Why this matters (Tier 2)
Three threads converge here:
- The dimension-collapse problem from ViPO/Semi-DPO (05-02) reaches code. Both 05-02 papers argued that collapsing multi-dimensional preferences to binary labels produces conflicting gradients. ViPO's fix was better data; Semi-DPO's fix was treating conflicting pairs as noisy. Themis is the code-domain version of the same diagnosis: functional-correctness-only is a single-dimension reduction; multi-criteria training is the cure. This is the third paper in three weeks naming the same root cause.
- Code RMs gate everything in agentic coding. SWE-Bench, Aider, and Xiaomi MiMo-V2.5-Pro (05-03) all depend on a code reward signal during RL post-training. If the reward signal optimizes only correctness, agents miss style, idiomaticity, security, maintainability, performance — exactly the dimensions Marcus (05-02) and Armin Ronacher (Pi/Pragmatic Engineer 04-29) flagged as the "vibe slop" problem.
- Open-source preference data scale. 350K pairs is a structural infrastructure release, not just a paper. Pairs with ViPO's 1M visual-preference set (05-02) — the open-source preference-data ecosystem now spans visual quality and code multi-criteria.
Connections to prior wiki pages
- ViPO (05-02) + Semi-DPO (05-02) — same root-cause diagnosis (multi-dim preferences collapsed to binary → conflicting gradients), now extended to code.
- CoPD Co-Evolving Policy Distillation (05-01) — uses code reward signals; could pair Themis-RM with CoPD for multi-criteria distillation.
- C2 Rubric Reward Modeling (04-18) — earlier rubric-based reward modeling thread; Themis is the code-specific instantiation.
- Marcus on 80% AI code (05-01) + Armin Ronacher / Pi (04-29) — the qualitative problem statement Themis turns into a measurable benchmark.
- GFT/SFT as degenerate RL (04-21) — multi-criteria reward shaping is exactly the SFT-vs-RL boundary this paper investigates.
Research angles
- Themis-RM × CoPD distillation pipeline. Use Themis-RM as the multi-criteria reward inside CoPD's policy-distillation loop. The natural follow-up paper.

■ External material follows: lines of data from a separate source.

//! Driver-level type codes.
//!
//! Every column type, codec and binding is keyed by a [`TypeCode`]. The
//! numeric values follow the JDBC `java.sql.Types` constants so that codes
//! reported by drivers can be mapped back with [`TypeCode::from_code`].

use std::fmt;
use std::str::FromStr;

use serde::{Deserialize, Serialize};

use crate::error::DialectError;

/// A driver-level SQL type code.
#[derive(Debug, Clone, Copy, PartialEq, Eq, Hash, PartialOrd, Ord, Serialize, Deserialize)]
#[serde(rename_all = "SCREAMING_SNAKE_CASE")]
pub enum TypeCode {
    Bit,
    TinyInt,
    SmallInt,
    Integer,
    BigInt,
    Float,
    Real,
    Double,
    Numeric,
    Decimal,
    Char,
    Varchar,
    LongVarchar,
    Date,
    Time,
    Timestamp,
    TimestampWithTimezone,
    Binary,
    Varbinary,
    LongVarbinary,
    Blob,
    Clob,
    Boolean,
    NChar,
    NVarchar,
    LongNVarchar,
    NClob,
}

impl TypeCode {
    /// All known type codes, in declaration order.
    pub const ALL: [Self; 27] = [
        Self::Bit,
        Self::TinyInt,
        Self::SmallInt,
        Self::Integer,
        Self::BigInt,
        Self::Float,
        Self::Real,
        Self::Double,
        Self::Numeric,
        Self::Decimal,
        Self::Char,
        Self::Varchar,
        Self::LongVarchar,
        Self::Date,
        Self::Time,
        Self::Timestamp,
        Self::TimestampWithTimezone,
        Self::Binary,
        Self::Varbinary,
        Self::LongVarbinary,
        Self::Blob,
        Self::Clob,
        Self::Boolean,
        Self::NChar,
        Self::NVarchar,
        Self::LongNVarchar,
        Self::NClob,
    ];

    /// Returns the numeric code reported by drivers.
    #[must_use]
    pub const fn code(self) -> i32 {
        match self {
            Self::Bit => -7,
            Self::TinyInt => -6,
            Self::SmallInt => 5,
            Self::Integer => 4,
            Self::BigInt => -5,
            Self::Float => 6,
            Self::Real => 7,
            Self::Double => 8,
            Self::Numeric => 2,
            Self::Decimal => 3,
            Self::Char => 1,
            Self::Varchar => 12,
            Self::LongVarchar => -1,
            Self::Date => 91,
            Self::Time => 92,
            Self::Timestamp => 93,
            Self::TimestampWithTimezone => 2014,
            Self::Binary => -2,
            Self::Varbinary => -3,
            Self::LongVarbinary => -4,
            Self::Blob => 2004,
            Self::Clob => 2005,
            Self::Boolean => 16,
            Self::NChar => -15,
            Self::NVarchar => -9,
            Self::LongNVarchar => -16,
            Self::NClob => 2011,
        }
    }

    /// Maps a driver-reported numeric code back to a type code.
    #[must_use]
    pub fn from_code(code: i32) -> Option<Self> {
        Self::ALL.into_iter().find(|t| t.code() == code)
    }

    /// Returns the canonical upper-case name, e.g. `VARCHAR`.
    #[must_use]
    pub const fn name(self) -> &'static str {
        match self {
            Self::Bit => "BIT",
            Self::TinyInt => "TINYINT",
            Self::SmallInt => "SMALLINT",
            Self::Integer => "INTEGER",
            Self::BigInt => "BIGINT",
            Self::Float => "FLOAT",
            Self::Real => "REAL",
            Self::Double => "DOUBLE",
            Self::Numeric => "NUMERIC",
            Self::Decimal => "DECIMAL",
            Self::Char => "CHAR",
            Self::Varchar => "VARCHAR",
            Self::LongVarchar => "LONGVARCHAR",
            Self::Date => "DATE",
            Self::Time => "TIME",
            Self::Timestamp => "TIMESTAMP",
            Self::TimestampWithTimezone => "TIMESTAMP_WITH_TIMEZONE",
            Self::Binary => "BINARY",
            Self::Varbinary => "VARBINARY",
            Self::LongVarbinary => "LONGVARBINARY",
            Self::Blob => "BLOB",
            Self::Clob => "CLOB",
            Self::Boolean => "BOOLEAN",
            Self::NChar => "NCHAR",
            Self::NVarchar => "NVARCHAR",
            Self::LongNVarchar => "LONGNVARCHAR",
            Self::NClob => "NCLOB",
        }
    }

    /// Character-data codes, national variants included.
    #[must_use]
    pub const fn is_character(self) -> bool {
        matches!(
            self,
            Self::Char
                | Self::Varchar
                | Self::LongVarchar
                | Self::NChar
                | Self::NVarchar
                | Self::LongNVarchar
                | Self::Clob
                | Self::NClob
        )
    }

    /// Returns true for national (unicode) character codes.
    #[must_use]
    pub const fn is_nationalized(self) -> bool {
        matches!(
            self,
            Self::NChar | Self::NVarchar | Self::LongNVarchar | Self::NClob
        )
    }

    #[must_use]
    pub const fn is_binary(self) -> bool {
        matches!(
            self,
            Self::Binary | Self::Varbinary | Self::LongVarbinary | Self::Blob
        )
    }

    #[must_use]
    pub const fn is_lob(self) -> bool {
        matches!(self, Self::Blob | Self::Clob | Self::NClob)
    }

    #[must_use]
    pub const fn is_numeric(self) -> bool {
        matches!(
            self,
            Self::TinyInt
                | Self::SmallInt
                | Self::Integer
                | Self::BigInt
                | Self::Float
                | Self::Real
                | Self::Double
                | Self::Numeric
                | Self::Decimal
        )
    }

    #[must_use]
    pub const fn is_temporal(self) -> bool {
        matches!(
            self,
            Self::Date | Self::Time | Self::Timestamp | Self::TimestampWithTimezone
        )
    }
}

impl fmt::Display for TypeCode {
    fn fmt(&self, f: &mut fmt::Formatter<'_>) -> fmt::Result {
        f.write_str(self.name())
    }
}

impl FromStr for TypeCode {
    type Err = DialectError;

    /// Parses a name (`varchar`, `NVARCHAR`) or a numeric code (`12`).
    fn from_str(s: &str) -> Result<Self, Self::Err> {
        let trimmed = s.trim();
        if let Ok(code) = trimmed.parse::<i32>() {
            return Self::from_code(code).ok_or_else(|| DialectError::UnknownTypeCode(code));
        }
        let upper = trimmed.to_ascii_uppercase().replace(' ', "_");
        Self::ALL
            .into_iter()
            .find(|t| t.name() == upper)
            .ok_or_else(|| DialectError::UnknownTypeName(trimmed.to_string()))
    }
}
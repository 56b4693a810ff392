//! Declarative result and fetch builders.
//!
//! Builders only name things: aliases, attribute paths and column labels.
//! They are checked against the metamodel when a [`ResultSetMapping`] is
//! resolved.
//!
//! [`ResultSetMapping`]: super::ResultSetMapping

use std::sync::Arc;

use oxide_dialect::{LockMode, TypeCode};

use super::typed::ResultShape;

/// Explicit column labels for one attribute path of an entity.
///
/// Shared by reference so a resolved mapping can hand back the exact
/// builder it promoted.
#[derive(Debug, Clone, PartialEq, Eq, Hash)]
pub struct PropertyFetch {
    /// Dotted attribute path relative to the owning entity.
    pub path: String,
    /// Column labels, one per column of the attribute.
    pub columns: Vec<String>,
}

impl PropertyFetch {
    /// Last segment of the path.
    #[must_use]
    pub fn local_name(&self) -> &str {
        self.path.rsplit('.').next().unwrap_or(&self.path)
    }
}

fn push_property(fetches: &mut Vec<Arc<PropertyFetch>>, path: &str, columns: &[&str]) {
    let columns = columns.iter().map(ToString::to_string).collect();
    match fetches.iter_mut().find(|f| f.path == path) {
        Some(existing) => {
            *existing = Arc::new(PropertyFetch {
                path: path.to_string(),
                columns,
            });
        }
        None => fetches.push(Arc::new(PropertyFetch {
            path: path.to_string(),
            columns,
        })),
    }
}

/// An entity result read under a table alias.
#[derive(Debug, Clone, PartialEq, Eq, Hash)]
pub struct RootBuilder {
    pub(crate) entity: String,
    pub(crate) alias: String,
    pub(crate) lock_mode: Option<LockMode>,
    pub(crate) fetches: Vec<Arc<PropertyFetch>>,
}

impl RootBuilder {
    pub(crate) fn new(alias: impl Into<String>, entity: impl Into<String>) -> Self {
        Self {
            entity: entity.into(),
            alias: alias.into(),
            lock_mode: None,
            fetches: Vec::new(),
        }
    }

    /// Reads `path` from the given column; a later call for the same path
    /// replaces the earlier one.
    pub fn add_property(&mut self, path: &str, column: &str) -> &mut Self {
        push_property(&mut self.fetches, path, &[column]);
        self
    }

    /// Reads a multi-column attribute such as an embedded identifier.
    pub fn add_property_columns(&mut self, path: &str, columns: &[&str]) -> &mut Self {
        push_property(&mut self.fetches, path, columns);
        self
    }

    /// Labels the identifier columns explicitly.
    pub fn add_id_column_aliases(&mut self, columns: &[&str]) -> &mut Self {
        push_property(&mut self.fetches, crate::metamodel::ID_ROLE, columns);
        self
    }

    pub fn set_lock_mode(&mut self, mode: LockMode) -> &mut Self {
        self.lock_mode = Some(mode);
        self
    }

    #[must_use]
    pub fn entity(&self) -> &str {
        &self.entity
    }

    #[must_use]
    pub fn alias(&self) -> &str {
        &self.alias
    }

    #[must_use]
    pub const fn lock_mode(&self) -> Option<LockMode> {
        self.lock_mode
    }

    /// Explicit fetches in declaration order.
    #[must_use]
    pub fn fetches(&self) -> &[Arc<PropertyFetch>] {
        &self.fetches
    }
}

/// A to-one association fetched under its own alias.
#[derive(Debug, Clone, PartialEq, Eq, Hash)]
pub struct JoinBuilder {
    pub(crate) alias: String,
    pub(crate) owner_alias: String,
    pub(crate) property: String,
    pub(crate) lock_mode: Option<LockMode>,
    pub(crate) fetches: Vec<Arc<PropertyFetch>>,
}

impl JoinBuilder {
    pub(crate) fn new(
        alias: impl Into<String>,
        owner_alias: impl Into<String>,
        property: impl Into<String>,
    ) -> Self {
        Self {
            alias: alias.into(),
            owner_alias: owner_alias.into(),
            property: property.into(),
            lock_mode: None,
            fetches: Vec::new(),
        }
    }

    pub fn add_property(&mut self, path: &str, column: &str) -> &mut Self {
        push_property(&mut self.fetches, path, &[column]);
        self
    }

    pub fn add_property_columns(&mut self, path: &str, columns: &[&str]) -> &mut Self {
        push_property(&mut self.fetches, path, columns);
        self
    }

    pub fn set_lock_mode(&mut self, mode: LockMode) -> &mut Self {
        self.lock_mode = Some(mode);
        self
    }

    #[must_use]
    pub fn alias(&self) -> &str {
        &self.alias
    }

    #[must_use]
    pub fn owner_alias(&self) -> &str {
        &self.owner_alias
    }

    #[must_use]
    pub fn property(&self) -> &str {
        &self.property
    }

    #[must_use]
    pub fn fetches(&self) -> &[Arc<PropertyFetch>] {
        &self.fetches
    }
}

/// One argument of an instantiation result.
#[derive(Debug, Clone, PartialEq, Eq, Hash)]
pub struct InstantiationArgument {
    pub column: String,
    pub type_code: Option<TypeCode>,
    /// Name the argument is known by, if any.
    pub alias: Option<String>,
}

/// One result of each row.
#[derive(Debug, Clone, PartialEq, Eq, Hash)]
pub enum ResultBuilder {
    /// A single column.
    Scalar {
        column: String,
        type_code: Option<TypeCode>,
    },
    /// An entity, with its identifier and attributes.
    Entity(RootBuilder),
    /// Several columns handed to a constructor.
    Instantiation {
        target: String,
        arguments: Vec<InstantiationArgument>,
    },
    /// A column read with the type of an entity attribute.
    Attribute {
        entity: String,
        path: String,
        column: String,
    },
}

impl ResultBuilder {
    /// Alias the result is selected under, used for tuple elements.
    #[must_use]
    pub fn alias(&self) -> Option<&str> {
        match self {
            Self::Scalar { column, .. } | Self::Attribute { column, .. } => Some(column),
            Self::Entity(root) => Some(&root.alias),
            Self::Instantiation { .. } => None,
        }
    }

    /// Declared shape; an attribute result's type is only known after
    /// resolution.
    #[must_use]
    pub fn shape(&self) -> ResultShape {
        match self {
            Self::Scalar { type_code, .. } => ResultShape::Scalar(*type_code),
            Self::Entity(root) => ResultShape::Entity(root.entity.clone()),
            Self::Instantiation { target, .. } => ResultShape::Instantiation(target.clone()),
            Self::Attribute { .. } => ResultShape::Scalar(None),
        }
    }
}
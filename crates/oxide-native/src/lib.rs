//! # oxide-native
//!
//! Native SQL queries with declarative result mapping.
//!
//! This crate provides:
//! - Parameter recognition for `?`, `?N` and `:name` placeholders, with
//!   list expansion and optional power-of-two padding
//! - A metamodel of entities, embeddables and to-one associations
//! - Result-set mappings (scalars, entities, fetches, instantiations) that
//!   are resolved against the metamodel and read row by row
//! - A plan cache that builds each distinct plan at most once
//! - A `NativeQuery` facade executed through a [`StatementExecutor`]
//!
//! ## Quick Start
//!
//! ```ignore
//! use std::sync::Arc;
//!
//! use oxide_dialect::{Dialect, Product};
//! use oxide_native::{EngineOptions, Metamodel, QueryEngine, SqlxExecutor};
//! use oxide_native_derive::Entity;
//!
//! #[derive(Entity)]
//! #[entity(table = "books")]
//! struct Book {
//!     #[id]
//!     id: i64,
//!     title: String,
//! }
//!
//! async fn example(executor: &SqlxExecutor) -> oxide_native::Result<()> {
//!     let metamodel = Metamodel::new().with_entity::<Book>();
//!     let engine = QueryEngine::new(
//!         Arc::new(Dialect::new(Product::Sqlite)),
//!         Arc::new(metamodel),
//!         EngineOptions::default(),
//!     );
//!
//!     let mut query = engine.create_entity_query::<Book>("select * from books where id in (:ids)")?;
//!     query.set_parameter_list("ids", [1_i64, 2, 3])?;
//!     let books = query.list(executor).await?;
//!     Ok(())
//! }
//! ```
//!
//! ## Explicit mappings
//!
//! ```ignore
//! let mut query = engine.create_native_query(
//!     "select b.id as b_id, b.title, a.id as a_id, a.name as a_name \
//!      from books b join authors a on a.id = b.author_id",
//! )?;
//! query.add_root("b", "Book")?;
//! query.add_join("a", "b.author")?;
//! let rows = query.list(executor).await?;
//! ```

pub mod engine;
pub mod error;
pub mod executor;
pub mod metamodel;
pub mod parameter;
pub mod plan;
pub mod query;
pub mod results;

pub use engine::{EngineOptions, NamedNativeQuery, QueryEngine};
pub use error::{QueryError, Result};
pub use executor::{SqlxExecutor, StatementExecutor};
pub use metamodel::{
    convert_to_database, AttributeConverter, AttributeKind, AttributeMapping, Embeddable,
    EmbeddableMapping, Entity, EntityMapping, FieldType, IdentifierMapping, Metamodel, ID_ROLE,
};
pub use parameter::{ParameterBindings, ParameterInterpretation, ParameterKey};
pub use plan::{QueryPlanCache, ResultListTransformer, TupleTransformer};
pub use query::{NativeQuery, SelectKind, TypedNativeQuery};
pub use results::{
    expect_composite, expect_entity, Composite, EntityInstance, FromResultValue,
    InstantiationArgument, ResultSetMapping, ResultShape, ResultValue, ScrollableResults, Tuple,
};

- Cross-domain dimension generalization. ViPO (visual quality), Semi-DPO (visual quality), Themis (code multi-criteria) — does the same multi-criteria scaling pattern hold for math, scientific reasoning, dialogue? A dimension-aware DPO theory would generalize across.
- Reward-hacking under multi-criteria. Wang & Huang's reward-hacking-as-structural-equilibrium (Defense Trilemma post 05-02) predicts that adding criteria expands quality dimensions combinatorially and increases reward hacking. Themis tests this empirically: do multi-criteria-trained models reward-hack less (because more dimensions are covered) or more (because more dimensions are gameable)?